Je vois déjà, dans le fil que Dieu déroule, ces hommes de Kufa qui se relèveront un jour, appelés les Tawwabin, les Pénitents, rongés par le remords de m'avoir promis leur aide puis de m'avoir laissé seul dans le désert. Après eux, un certain al-Mukhtar prendra les armes en se disant mon vengeur. Je n'ai pas cherché la vengeance en marchant vers Karbala, seulement la fidélité à ce qui est juste ; mais je comprends que le remords, chez des hommes sincères, cherche toujours une réparation. Ce que je souhaite surtout, c'est que la mémoire de ma sœur Zaynab, debout devant la cour de Yazid à Damas, reste aussi vive que celle de mon sacrifice : c'est elle qui a porté la parole quand ma voix s'est tue.
—Si vous pouviez adresser un mot à ceux qui, chaque année, revivent Karbala pendant l'Achoura, que leur diriez-vous ?
Je leur dirais de ne pas s'arrêter aux larmes, même si les larmes ont leur juste place devant l'outre vide et l'étendard tombé. Ce que j'ai voulu léguer, en refusant la main tendue à Yazid, c'est qu'un homme, même seul, même assoiffé, même entouré de quelques dizaines de compagnons face à une armée immense, garde le droit de dire non à l'injustice. Que l'on récite le Coran sur mon tombeau ou que l'on porte le deuil dans les rues de villes que je n'ai jamais vues, je souhaite qu'on y trouve moins un objet de tristesse figée qu'un appel à rester debout devant ce qui n'est pas juste, comme je l'ai fait dans la plaine de Karbala.
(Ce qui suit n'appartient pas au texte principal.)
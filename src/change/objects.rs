//! Changes for schemas, extensions, languages, collations, sequences,
//! views, rules, triggers, event triggers and policies.

use serde::{Deserialize, Serialize};

use super::{ChangeOperation, ChangeScope};
use crate::ident::{is_builtin, ObjectKind, StableId};
use crate::model::{
    Collation, CollationProvider, EventTrigger, Extension, Language, Policy, Rule, SchemaEntity,
    Sequence, Trigger, View,
};
use crate::sql::{quote_ident, quote_literal, quote_qualified, strip_terminator};

#[derive(Debug, Clone, PartialEq, Serialize, Deserialize)]
#[serde(rename_all = "snake_case")]
pub enum SchemaChange {
    Create { name: String },
    Drop { name: String },
    ChangeOwner { name: String, owner: String },
}

impl SchemaChange {
    pub fn operation(&self) -> ChangeOperation {
        match self {
            SchemaChange::Create { .. } => ChangeOperation::Create,
            SchemaChange::Drop { .. } => ChangeOperation::Drop,
            SchemaChange::ChangeOwner { .. } => ChangeOperation::Alter,
        }
    }

    pub fn object_kind(&self) -> ObjectKind {
        ObjectKind::Schema
    }

    pub fn scope(&self) -> ChangeScope {
        ChangeScope::Object
    }

    pub fn provides(&self) -> Vec<StableId> {
        match self {
            SchemaChange::Create { name } => vec![StableId::schema(name)],
            _ => vec![],
        }
    }

    pub fn requires(&self) -> Vec<StableId> {
        match self {
            SchemaChange::ChangeOwner { name, .. } => vec![StableId::schema(name)],
            _ => vec![],
        }
    }

    pub fn drops(&self) -> Vec<StableId> {
        match self {
            SchemaChange::Drop { name } => vec![StableId::schema(name)],
            _ => vec![],
        }
    }

    pub fn to_sql(&self) -> String {
        match self {
            SchemaChange::Create { name } => format!("CREATE SCHEMA {}", quote_ident(name)),
            SchemaChange::Drop { name } => format!("DROP SCHEMA {}", quote_ident(name)),
            SchemaChange::ChangeOwner { name, owner } => format!(
                "ALTER SCHEMA {} OWNER TO {}",
                quote_ident(name),
                quote_ident(owner)
            ),
        }
    }

    pub fn sort_id(&self) -> StableId {
        match self {
            SchemaChange::Create { name }
            | SchemaChange::Drop { name }
            | SchemaChange::ChangeOwner { name, .. } => StableId::schema(name),
        }
    }
}

#[derive(Debug, Clone, PartialEq, Serialize, Deserialize)]
#[serde(rename_all = "snake_case")]
pub enum ExtensionChange {
    Create { extension: Extension },
    Drop { name: String },
    SetSchema { name: String, schema: String },
    UpdateVersion { name: String, version: Option<String> },
}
Garde le droit de dire non à l'injustice.
Pour aller plus loin
Cette interview imaginaire a été générée par intelligence artificielle à partir des sources documentées dans la fiche de Hussein ibn Ali. Elle met en scène ce que la figure aurait pu dire à partir de ce que nous savons d'elle, mais ne constitue pas un propos historique attesté. Pour les sources primaires et la documentation factuelle, consultez la fiche complète.